El gas natural también se ha encarecido en los mercados europeos, especialmente tras los ataques a infraestructuras energéticas en el Golfo Pérsico. Desde la guerra en Ucrania, la Unión Europea redujo su dependencia del gas ruso y aumentó las importaciones de gas natural licuado desde otras regiones, incluidas las del Golfo.

Aunque España cuenta con un suministro diversificado (Argelia, Estados Unidos y varios países africanos), el mercado energético es global. Si el gas sube en Europa, el precio mayorista de la electricidad puede verse arrastrado al alza, lo que terminaría notándose en la factura de hogares e industrias.


3. Caídas en bolsa y riesgo para los tipos de interés

La incertidumbre geopolítica también ha golpeado a la renta variable. El IBEX 35 ha registrado descensos relevantes, penalizado por su elevada exposición al sector bancario y al turismo.

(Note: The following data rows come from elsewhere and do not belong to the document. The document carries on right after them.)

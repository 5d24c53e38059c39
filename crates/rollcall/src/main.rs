use anyhow::{Context, Result};
use clap::{Args, Parser, Subcommand};
use rollcall_core::{CosineThreshold, OnnxFaceEngine};
use rollcall_hw::Camera;
use std::path::{Path, PathBuf};
use tracing_subscriber::EnvFilter;

mod attendance;
mod config;
mod display;
mod enrollment;
mod index;
mod prompt;
mod roster;
mod session;
#[cfg(test)]
mod testing;

use attendance::AttendanceLog;
use config::Config;
use display::{Headless, PreviewWindow, Viewer};
use index::EncodingIndex;
use prompt::{ConsoleInput, InputProvider};
use roster::Roster;
use session::Session;

#[derive(Parser)]
#[command(name = "rollcall", about = "Webcam face recognition attendance register")]
struct Cli {
    /// TOML config file; ROLLCALL_* environment variables override it
    #[arg(long, global = true)]
    config: Option<PathBuf>,

    #[command(subcommand)]
    command: Option<Commands>,
}

#[derive(Subcommand)]
enum Commands {
    /// Recognise faces from the webcam and mark attendance (default)
    Run(RunArgs),
    /// Capture reference images for a new person
    Enroll {
        /// Display name; saved images are named {NAME}_{n}.jpg
        name: String,
        /// Folder of reference images
        #[arg(short, long)]
        folder: PathBuf,
    },
    /// Encode a reference folder and print the enrolled names as JSON
    Index {
        #[arg(short, long)]
        folder: PathBuf,
    },
    /// Print an attendance table as JSON
    Log {
        #[arg(short, long)]
        table: PathBuf,
    },
    /// List V4L2 capture devices
    Devices,
}

#[derive(Args, Default)]
struct RunArgs {
    /// Folder of reference images
    #[arg(short, long)]
    folder: Option<PathBuf>,
    /// Attendance table (.xlsx)
    #[arg(short, long)]
    table: Option<PathBuf>,
    /// Roster file of `identifier,name` lines
    #[arg(short, long)]
    roster: Option<PathBuf>,
    /// Register this person before recognition starts
    #[arg(long, value_name = "NAME", conflicts_with = "no_register")]
    register: Option<String>,
    /// Skip the registration question
    #[arg(long)]
    no_register: bool,
    /// Run without a preview window
    #[arg(long)]
    headless: bool,
    /// Stop after this many frames
    #[arg(long, value_parser = clap::value_parser!(u64).range(1..))]
    max_frames: Option<u64>,
}

fn main() -> Result<()> {
    tracing_subscriber::fmt()
        .with_env_filter(EnvFilter::from_default_env())
        .init();

    let cli = Cli::parse();
    let config = Config::load(cli.config.as_deref()).context("failed to load configuration")?;
    tracing::debug!(?config, "configuration loaded");

    let mut input = ConsoleInput;
    match cli.command.unwrap_or(Commands::Run(RunArgs::default())) {
        Commands::Run(args) => run(&config, args, &mut input),
        Commands::Enroll { name, folder } => {
            let (mut camera, mut engine) = open_capture(&config)?;
            let saved = enrollment::register_person(
                &name,
                &folder,
                &mut camera,
                &mut engine,
                &mut input,
                config.enroll_captures,
            )?;
            println!("Saved {} image(s) for {name}.", saved.len());
            Ok(())
        }
        Commands::Index { folder } => {
            let mut engine = load_engine(&config)?;
            let index = EncodingIndex::build(&folder, &mut engine)?;
            println!("{}", serde_json::to_string_pretty(index.names())?);
            Ok(())
        }
        Commands::Log { table } => {
            let records = AttendanceLog::new(table).read_all()?;
            println!("{}", serde_json::to_string_pretty(&records)?);
            Ok(())
        }
        Commands::Devices => {
            let devices = Camera::list_devices();
            if devices.is_empty() {
                println!("No V4L2 capture devices found");
            }
            for dev in devices {
                println!("{}  {} ({}, {})", dev.path, dev.name, dev.driver, dev.bus);
            }
            Ok(())
        }
    }
}

/// The interactive workflow: gather paths, optionally register someone, build
/// the index and run recognition until the operator stops it.
fn run(config: &Config, args: RunArgs, input: &mut dyn InputProvider) -> Result<()> {
    let folder = path_or_ask(args.folder, input, "Enter the folder path for images: ")?;
    let table = path_or_ask(args.table, input, "Enter the attendance table path (.xlsx): ")?;
    let roster_path = path_or_ask(args.roster, input, "Enter the roster file path: ")?;
    let register = registration_name(args.register, args.no_register, input)?;

    let roster = Roster::load(&roster_path)?;
    if roster.is_empty() {
        tracing::warn!("roster is empty, every attendance row will use N/A");
    }

    let (mut camera, mut engine) = open_capture(config)?;

    if let Some(name) = register {
        enrollment::register_person(
            &name,
            &folder,
            &mut camera,
            &mut engine,
            input,
            config.enroll_captures,
        )?;
    }

    let index = EncodingIndex::build(&folder, &mut engine)?;
    if index.is_empty() {
        tracing::warn!(
            folder = %folder.display(),
            "no enrolled faces, everyone will show as Unknown"
        );
    }

    let mut viewer: Box<dyn Viewer> = if args.headless {
        Box::new(Headless::new(args.max_frames))
    } else {
        Box::new(PreviewWindow::open(
            "rollcall",
            camera.width,
            camera.height,
            config.font_path.as_deref(),
            args.max_frames,
        )?)
    };

    let mut session = Session::new(
        roster,
        index,
        Box::new(CosineThreshold::new(config.match_threshold)),
        AttendanceLog::new(table),
    );
    let summary = session.run(&mut camera, &mut engine, viewer.as_mut())?;
    tracing::info!(
        frames = summary.frames,
        faces = summary.faces,
        marked = ?summary.marked,
        "session finished"
    );
    Ok(())
}

fn open_capture(config: &Config) -> Result<(Camera, OnnxFaceEngine)> {
    let mut camera = Camera::open(&config.camera_device, config.frame_width, config.frame_height)
        .with_context(|| format!("failed to open camera {}", config.camera_device))?;
    let engine = load_engine(config)?;
    camera.warm_up(config.warmup_frames);
    Ok((camera, engine))
}

fn load_engine(config: &Config) -> Result<OnnxFaceEngine> {
    OnnxFaceEngine::load(&config.model_dir)
        .with_context(|| format!("failed to load face models from {}", config.model_dir.display()))
}

fn path_or_ask(
    given: Option<PathBuf>,
    input: &mut dyn InputProvider,
    prompt: &str,
) -> Result<PathBuf> {
    if let Some(path) = given {
        return Ok(path);
    }
    let answer = input.ask(prompt)?;
    Ok(Path::new(answer.trim()).to_path_buf())
}

/// `Some(name)` if a person should be registered before recognition.
fn registration_name(
    given: Option<String>,
    skip: bool,
    input: &mut dyn InputProvider,
) -> Result<Option<String>> {
    if given.is_some() || skip {
        return Ok(given);
    }
    if !input.confirm("Do you want to register a new person? (y/n): ")? {
        return Ok(None);
    }
    let name = input.ask("Enter the name of the person: ")?;
    let name = name.trim();
    anyhow::ensure!(!name.is_empty(), "a name is required to register a person");
    Ok(Some(name.to_string()))
}

#[cfg(test)]
mod tests {
    use super::*;
    use crate::testing::ScriptedInput;
    use clap::CommandFactory;

    #[test]
    fn test_cli_definition() {
        Cli::command().debug_assert();
    }

    #[test]
    fn test_no_subcommand_means_run() {
        let cli = Cli::try_parse_from(["rollcall"]).unwrap();
        assert!(cli.command.is_none());
    }

    #[test]
    fn test_register_conflicts_with_no_register() {
        let args = ["rollcall", "run", "--register", "Alice", "--no-register"];
        assert!(Cli::try_parse_from(args).is_err());
    }

    #[test]
    fn test_max_frames_must_be_positive() {
        assert!(Cli::try_parse_from(["rollcall", "run", "--max-frames", "0"]).is_err());

        let args = ["rollcall", "run", "--headless", "--max-frames", "1"];
        let cli = Cli::try_parse_from(args).unwrap();
        let Some(Commands::Run(args)) = cli.command else {
            panic!("expected the run subcommand");
        };
        assert_eq!(args.max_frames, Some(1));
        assert!(args.headless);
    }

    #[test]
    fn test_given_path_skips_prompt() {
        let mut input = ScriptedInput::new(Vec::<String>::new());
        let path = path_or_ask(Some(PathBuf::from("/faces")), &mut input, "Folder: ").unwrap();
        assert_eq!(path, PathBuf::from("/faces"));
        assert!(input.prompts.is_empty());
    }

    #[test]
    fn test_missing_path_is_prompted() {
        let mut input = ScriptedInput::new(["  /data/faces  "]);
        let path = path_or_ask(None, &mut input, "Folder: ").unwrap();
        assert_eq!(path, PathBuf::from("/data/faces"));
        assert_eq!(input.prompts, vec!["Folder: ".to_string()]);
    }

    #[test]
    fn test_registration_prompts() {
        let mut input = ScriptedInput::new(["y", " Alice "]);
        let name = registration_name(None, false, &mut input).unwrap();
        assert_eq!(name.as_deref(), Some("Alice"));

        let mut input = ScriptedInput::new(["n"]);
        assert_eq!(registration_name(None, false, &mut input).unwrap(), None);

        let mut input = ScriptedInput::new(Vec::<String>::new());
        assert_eq!(registration_name(None, true, &mut input).unwrap(), None);
        assert_eq!(
            registration_name(Some("Bob".into()), false, &mut input).unwrap().as_deref(),
            Some("Bob")
        );
        assert!(input.prompts.is_empty());
    }

    #[test]
    fn test_registration_only_on_plain_y() {
        let mut input = ScriptedInput::new(["yes"]);
        assert_eq!(registration_name(None, false, &mut input).unwrap(), None);
        assert_eq!(input.prompts.len(), 1);
    }

    #[test]
    fn test_registration_requires_name() {
        let mut input = ScriptedInput::new(["y", "   "]);
        assert!(registration_name(None, false, &mut input).is_err());
    }
}
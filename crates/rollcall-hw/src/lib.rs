//! rollcall-hw — Webcam capture.
//!
//! Provides V4L2-based camera access that yields RGB frames, plus the
//! `FrameSource` seam the recognition loop reads from.

pub mod camera;
pub mod frame;

pub use camera::{Camera, CameraError, DeviceInfo, PixelFormat};
pub use frame::{Frame, FrameError, FrameSource};
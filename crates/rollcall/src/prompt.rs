use std::io::{self, BufRead, Write};

/// Source of operator answers for the interactive prompts.
pub trait InputProvider {
    /// Show `prompt` and return the operator's reply without the line ending.
    fn ask(&mut self, prompt: &str) -> io::Result<String>;

    /// Ask a y/n question; only `y` or `Y` is yes.
    fn confirm(&mut self, prompt: &str) -> io::Result<bool> {
        let answer = self.ask(prompt)?;
        Ok(answer.trim().eq_ignore_ascii_case("y"))
    }

    /// Block until the operator presses Enter.
    fn wait(&mut self, prompt: &str) -> io::Result<()> {
        self.ask(prompt).map(|_| ())
    }
}

/// Prompts on stdout, reads replies from stdin.
pub struct ConsoleInput;

impl InputProvider for ConsoleInput {
    fn ask(&mut self, prompt: &str) -> io::Result<String> {
        let mut stdout = io::stdout().lock();
        write!(stdout, "{prompt}")?;
        stdout.flush()?;

        let mut line = String::new();
        if io::stdin().lock().read_line(&mut line)? == 0 {
            return Err(io::Error::new(io::ErrorKind::UnexpectedEof, "stdin closed"));
        }
        Ok(line.trim_end_matches(['\r', '\n']).to_string())
    }
}
//! ArcFace face encoder via ONNX Runtime.
//!
//! Aligns each detected face to a 112×112 crop and extracts an L2-normalised
//! 512-dimensional embedding with the w600k_r50 model.

use crate::alignment::{self, ALIGNED_SIZE};
use crate::types::{BoundingBox, Embedding};
use image::RgbImage;
use ndarray::Array4;
use ort::session::Session;
use ort::value::TensorRef;
use std::path::Path;
use thiserror::Error;

const ARCFACE_MEAN: f32 = 127.5;
const ARCFACE_STD: f32 = 127.5; // symmetric, unlike SCRFD's 128.0
const ARCFACE_EMBEDDING_DIM: usize = 512;

#[derive(Error, Debug)]
pub enum RecognizerError {
    #[error("model file not found: {0} — download w600k_r50.onnx from insightface buffalo_l")]
    ModelNotFound(String),
    #[error("inference failed: {0}")]
    InferenceFailed(String),
    #[error("face has no landmarks — detector must return landmarks for alignment")]
    NoLandmarks,
    #[error("ort: {0}")]
    Ort(#[from] ort::Error),
}

/// ArcFace-based face encoder.
pub struct FaceRecognizer {
    session: Session,
}

impl FaceRecognizer {
    /// Load the ArcFace ONNX model from `model_path`.
    pub fn load(model_path: &Path) -> Result<Self, RecognizerError> {
        if !model_path.exists() {
            return Err(RecognizerError::ModelNotFound(model_path.display().to_string()));
        }

        let session = Session::builder()?
            .with_intra_threads(2)?
            .commit_from_file(model_path)?;

        tracing::info!(path = %model_path.display(), "loaded ArcFace model");
        Ok(Self { session })
    }

    /// Extract the embedding of `face` within `image`.
    pub fn extract(
        &mut self,
        image: &RgbImage,
        face: &BoundingBox,
    ) -> Result<Embedding, RecognizerError> {
        let landmarks = face.landmarks.as_ref().ok_or(RecognizerError::NoLandmarks)?;
        let aligned = alignment::align_face(image, landmarks);
        let input = to_input_tensor(&aligned);

        let outputs = self.session.run(ort::inputs![TensorRef::from_array_view(input.view())?])?;
        let (_, raw) = outputs[0]
            .try_extract_tensor::<f32>()
            .map_err(|e| RecognizerError::InferenceFailed(format!("embedding extraction: {e}")))?;

        if raw.len() != ARCFACE_EMBEDDING_DIM {
            return Err(RecognizerError::InferenceFailed(format!(
                "expected {ARCFACE_EMBEDDING_DIM}-dim embedding, got {}",
                raw.len()
            )));
        }

        Ok(Embedding::new(l2_normalize(raw)))
    }
}

fn to_input_tensor(aligned: &RgbImage) -> Array4<f32> {
    let size = ALIGNED_SIZE as usize;
    Array4::from_shape_fn((1, 3, size, size), |(_, c, y, x)| {
        let pixel = aligned.get_pixel(x as u32, y as u32).0[c] as f32;
        (pixel - ARCFACE_MEAN) / ARCFACE_STD
    })
}

fn l2_normalize(raw: &[f32]) -> Vec<f32> {
    let norm = raw.iter().map(|x| x * x).sum::<f32>().sqrt();
    if norm > 0.0 {
        raw.iter().map(|x| x / norm).collect()
    } else {
        raw.to_vec()
    }
}

#[cfg(test)]
mod tests {
    use super::*;
    use image::Rgb;

    #[test]
    fn test_input_tensor_shape_and_channels() {
        let aligned = RgbImage::from_pixel(ALIGNED_SIZE, ALIGNED_SIZE, Rgb([255, 127, 0]));
        let tensor = to_input_tensor(&aligned);
        assert_eq!(tensor.shape(), &[1, 3, 112, 112]);
        assert!((tensor[[0, 0, 5, 5]] - 1.0).abs() < 1e-6);
        assert!((tensor[[0, 1, 5, 5]] - (127.0 - ARCFACE_MEAN) / ARCFACE_STD).abs() < 1e-6);
        assert!((tensor[[0, 2, 5, 5]] + 1.0).abs() < 1e-6);
    }

    #[test]
    fn test_l2_normalize_unit_length() {
        let v = l2_normalize(&[3.0, 4.0]);
        assert!((v[0] - 0.6).abs() < 1e-6 && (v[1] - 0.8).abs() < 1e-6);
    }

    #[test]
    fn test_l2_normalize_zero_vector_unchanged() {
        assert_eq!(l2_normalize(&[0.0, 0.0]), vec![0.0, 0.0]);
    }

    #[test]
    fn test_missing_model_reported() {
        let err = FaceRecognizer::load(Path::new("/nonexistent/w600k_r50.onnx")).err();
        assert!(matches!(err, Some(RecognizerError::ModelNotFound(_))));
    }
}
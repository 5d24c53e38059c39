//! rollcall-core — Face detection, alignment and encoding.
//!
//! Uses SCRFD for detection and ArcFace for encoding, both running via
//! ONNX Runtime on the CPU.

pub mod alignment;
pub mod detector;
pub mod engine;
pub mod recognizer;
pub mod types;

pub use engine::{EngineError, FaceEngine, OnnxFaceEngine};
pub use types::{BoundingBox, CosineThreshold, Embedding, MatchPredicate, DEFAULT_MATCH_THRESHOLD};

use std::path::PathBuf;

/// Default model directory: `$XDG_DATA_HOME/rollcall/models`, falling back to
/// `~/.local/share/rollcall/models`.
pub fn default_model_dir() -> PathBuf {
    std::env::var("XDG_DATA_HOME")
        .map(PathBuf::from)
        .unwrap_or_else(|_| {
            let home = std::env::var("HOME").unwrap_or_else(|_| "/tmp".to_string());
            PathBuf::from(home).join(".local/share")
        })
        .join("rollcall/models")
}
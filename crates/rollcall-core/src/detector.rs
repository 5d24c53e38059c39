//! SCRFD face detector via ONNX Runtime.
//!
//! Letterboxes an RGB image into the 640×640 model input, decodes the three
//! anchor-free stride heads and suppresses overlaps with NMS.

use crate::types::BoundingBox;
use image::imageops::{self, FilterType};
use image::RgbImage;
use ndarray::Array4;
use ort::session::Session;
use ort::value::TensorRef;
use std::path::Path;
use thiserror::Error;

const SCRFD_INPUT_SIZE: u32 = 640;
const SCRFD_MEAN: f32 = 127.5;
const SCRFD_STD: f32 = 128.0;
const SCRFD_CONFIDENCE_THRESHOLD: f32 = 0.5;
const SCRFD_NMS_THRESHOLD: f32 = 0.4;
const SCRFD_STRIDES: [usize; 3] = [8, 16, 32];
const SCRFD_ANCHORS_PER_CELL: usize = 2;

#[derive(Error, Debug)]
pub enum DetectorError {
    #[error("model file not found: {0} — download det_10g.onnx from insightface buffalo_l")]
    ModelNotFound(String),
    #[error("inference failed: {0}")]
    InferenceFailed(String),
    #[error("ort: {0}")]
    Ort(#[from] ort::Error),
}

/// Scale and padding applied when fitting the source into the square model input.
#[derive(Debug, Clone, Copy)]
struct Letterbox {
    scale: f32,
    pad_x: f32,
    pad_y: f32,
}

impl Letterbox {
    fn fit(width: u32, height: u32) -> Self {
        let side = SCRFD_INPUT_SIZE as f32;
        let scale = (side / width as f32).min(side / height as f32);
        let new_w = (width as f32 * scale).round();
        let new_h = (height as f32 * scale).round();
        Self {
            scale,
            pad_x: ((side - new_w) / 2.0).floor(),
            pad_y: ((side - new_h) / 2.0).floor(),
        }
    }

    /// Map a point in model-input space back to source image space.
    fn unmap(&self, x: f32, y: f32) -> (f32, f32) {
        ((x - self.pad_x) / self.scale, (y - self.pad_y) / self.scale)
    }
}

/// Output tensor positions for one stride: score, bbox, keypoints.
#[derive(Debug, Clone, Copy, PartialEq, Eq)]
struct StrideHeads {
    score: usize,
    bbox: usize,
    kps: usize,
}

/// SCRFD-based face detector.
pub struct FaceDetector {
    session: Session,
    heads: [StrideHeads; 3],
}

impl FaceDetector {
    /// Load the SCRFD ONNX model from `model_path`.
    pub fn load(model_path: &Path) -> Result<Self, DetectorError> {
        if !model_path.exists() {
            return Err(DetectorError::ModelNotFound(model_path.display().to_string()));
        }

        let session = Session::builder()?
            .with_intra_threads(2)?
            .commit_from_file(model_path)?;

        let output_names: Vec<String> =
            session.outputs().iter().map(|o| o.name().to_string()).collect();
        if output_names.len() < 9 {
            return Err(DetectorError::InferenceFailed(format!(
                "SCRFD needs 9 outputs (score/bbox/kps per stride), model has {}",
                output_names.len()
            )));
        }

        let heads = map_output_heads(&output_names);
        tracing::info!(path = %model_path.display(), ?heads, "loaded SCRFD model");

        Ok(Self { session, heads })
    }

    /// Detect faces in an RGB image, highest confidence first.
    pub fn detect(&mut self, image: &RgbImage) -> Result<Vec<BoundingBox>, DetectorError> {
        if image.width() == 0 || image.height() == 0 {
            return Ok(Vec::new());
        }

        let letterbox = Letterbox::fit(image.width(), image.height());
        let input = to_input_tensor(image, &letterbox);
        let outputs = self.session.run(ort::inputs![TensorRef::from_array_view(input.view())?])?;

        let mut candidates = Vec::new();
        for (heads, &stride) in self.heads.iter().zip(SCRFD_STRIDES.iter()) {
            let extract = |idx: usize, what: &'static str| {
                outputs[idx]
                    .try_extract_tensor::<f32>()
                    .map(|(_, data)| data)
                    .map_err(|e| {
                        DetectorError::InferenceFailed(format!("{what} stride {stride}: {e}"))
                    })
            };
            let scores = extract(heads.score, "scores")?;
            let bboxes = extract(heads.bbox, "bboxes")?;
            let kps = extract(heads.kps, "kps")?;

            candidates.extend(decode_stride(scores, bboxes, kps, stride, &letterbox));
        }

        Ok(nms(candidates, SCRFD_NMS_THRESHOLD))
    }
}

/// Resize into the letterbox and normalise to a NCHW RGB tensor. Padding gets
/// the mean value so it normalises to zero.
fn to_input_tensor(image: &RgbImage, letterbox: &Letterbox) -> Array4<f32> {
    let side = SCRFD_INPUT_SIZE as usize;
    let new_w = ((image.width() as f32 * letterbox.scale).round() as u32).max(1);
    let new_h = ((image.height() as f32 * letterbox.scale).round() as u32).max(1);
    let resized = imageops::resize(image, new_w, new_h, FilterType::Triangle);

    let mut tensor = Array4::<f32>::zeros((1, 3, side, side));
    let (off_x, off_y) = (letterbox.pad_x as usize, letterbox.pad_y as usize);
    for (x, y, pixel) in resized.enumerate_pixels() {
        let (tx, ty) = (x as usize + off_x, y as usize + off_y);
        if tx >= side || ty >= side {
            continue;
        }
        for c in 0..3 {
            tensor[[0, c, ty, tx]] = (pixel.0[c] as f32 - SCRFD_MEAN) / SCRFD_STD;
        }
    }
    tensor
}

/// Work out which output tensor carries which head.
///
/// Exports named `score_8`, `bbox_16`, `kps_32`, ... are mapped by name; anything
/// else falls back to the standard order [scores 8/16/32, bboxes, kps].
fn map_output_heads(names: &[String]) -> [StrideHeads; 3] {
    let find = |prefix: &str, stride: usize| {
        let target = format!("{prefix}_{stride}");
        names.iter().position(|n| *n == target)
    };

    let by_name: Option<Vec<StrideHeads>> = SCRFD_STRIDES
        .iter()
        .map(|&stride| {
            Some(StrideHeads {
                score: find("score", stride)?,
                bbox: find("bbox", stride)?,
                kps: find("kps", stride)?,
            })
        })
        .collect();

    match by_name {
        Some(heads) => [heads[0], heads[1], heads[2]],
        None => {
            tracing::debug!(?names, "SCRFD output names not recognised, using positional mapping");
            std::array::from_fn(|i| StrideHeads { score: i, bbox: i + 3, kps: i + 6 })
        }
    }
}

/// Decode one stride head into candidate boxes in source image coordinates.
fn decode_stride(
    scores: &[f32],
    bboxes: &[f32],
    kps: &[f32],
    stride: usize,
    letterbox: &Letterbox,
) -> Vec<BoundingBox> {
    let grid = SCRFD_INPUT_SIZE as usize / stride;
    let anchors = grid * grid * SCRFD_ANCHORS_PER_CELL;
    let s = stride as f32;

    (0..anchors)
        .filter_map(|idx| {
            let score = *scores.get(idx)?;
            if score <= SCRFD_CONFIDENCE_THRESHOLD {
                return None;
            }

            let cell = idx / SCRFD_ANCHORS_PER_CELL;
            let cx = (cell % grid) as f32 * s;
            let cy = (cell / grid) as f32 * s;

            let d = bboxes.get(idx * 4..idx * 4 + 4)?;
            let (x1, y1) = letterbox.unmap(cx - d[0] * s, cy - d[1] * s);
            let (x2, y2) = letterbox.unmap(cx + d[2] * s, cy + d[3] * s);

            let landmarks = kps.get(idx * 10..idx * 10 + 10).map(|k| {
                std::array::from_fn(|i| letterbox.unmap(cx + k[i * 2] * s, cy + k[i * 2 + 1] * s))
            });

            Some(BoundingBox {
                x: x1,
                y: y1,
                width: x2 - x1,
                height: y2 - y1,
                confidence: score,
                landmarks,
            })
        })
        .collect()
}

/// Greedy non-maximum suppression; output is sorted by confidence, descending.
fn nms(mut candidates: Vec<BoundingBox>, iou_threshold: f32) -> Vec<BoundingBox> {
    candidates.sort_by(|a, b| b.confidence.total_cmp(&a.confidence));

    let mut keep: Vec<BoundingBox> = Vec::new();
    for candidate in candidates {
        if keep.iter().all(|kept| kept.iou(&candidate) <= iou_threshold) {
            keep.push(candidate);
        }
    }
    keep
}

Entidades como Banco Santander, BBVA o CaixaBank han sufrido retrocesos, mientras que aerolíneas como IAG —matriz de Iberia y British Airways— han acusado el doble impacto del encarecimiento del combustible y la cancelación de rutas.

En el lado opuesto, compañías energéticas como Repsol se han visto beneficiadas por el repunte del crudo, y firmas tecnológicas y de defensa como Indra han reaccionado al alza ante el previsible aumento del gasto militar.

Si la inflación repunta por el encarecimiento energético, el Banco Central Europeo podría frenar futuras bajadas de tipos o retrasar su hoja de ruta monetaria, lo que afectaría a hipotecas y financiación empresarial.


4. Problemas logísticos y transporte más caro

El transporte marítimo afronta un escenario complejo. Grandes navieras han optado por modificar rutas o suspender escalas en la zona. Evitar el Estrecho de Ormuz implica rodear África para conectar Asia y Europa, lo que supone más días de tránsito, mayor consumo de combustible y primas adicionales de seguros por riesgo bélico.

Este sobrecoste logístico termina trasladándose al precio final de bienes tecnológicos, textiles e industriales importados.

En el ámbito aéreo, varias compañías han cancelado o reprogramado vuelos hacia Oriente Medio. El encarecimiento del queroseno y los desvíos para evitar zonas de riesgo pueden derivar en billetes más caros si la situación se prolonga.


5. Impacto en la cesta de la compra

El efecto no se limita a la energía. Aproximadamente un tercio del comercio mundial de fertilizantes —como amoníaco y azufre— atraviesa el Estrecho de Ormuz. Además, la región produce una parte relevante del polietileno, esencial para envases y embalajes.

La agricultura española depende de estos insumos, cuyos precios están ligados al gas y al petróleo. Si el barril supera los 100 dólares y la interrupción comercial se mantiene, el encarecimiento podría trasladarse a frutas, verduras y productos básicos, alimentando un nuevo ciclo inflacionista.


Posición del Gobierno español

En el plano político, el Ejecutivo ha negado que Estados Unidos esté utilizando las bases de Base Naval de Rota y Base Aérea de Morón para operaciones contra Irán.

El presidente Pedro Sánchez ha llamado a la desescalada diplomática, mientras que la ministra de Defensa, Margarita Robles, y el titular de Exteriores, José Manuel Albares, han insistido en que cualquier uso de instalaciones españolas se rige por el derecho internacional y la soberanía nacional.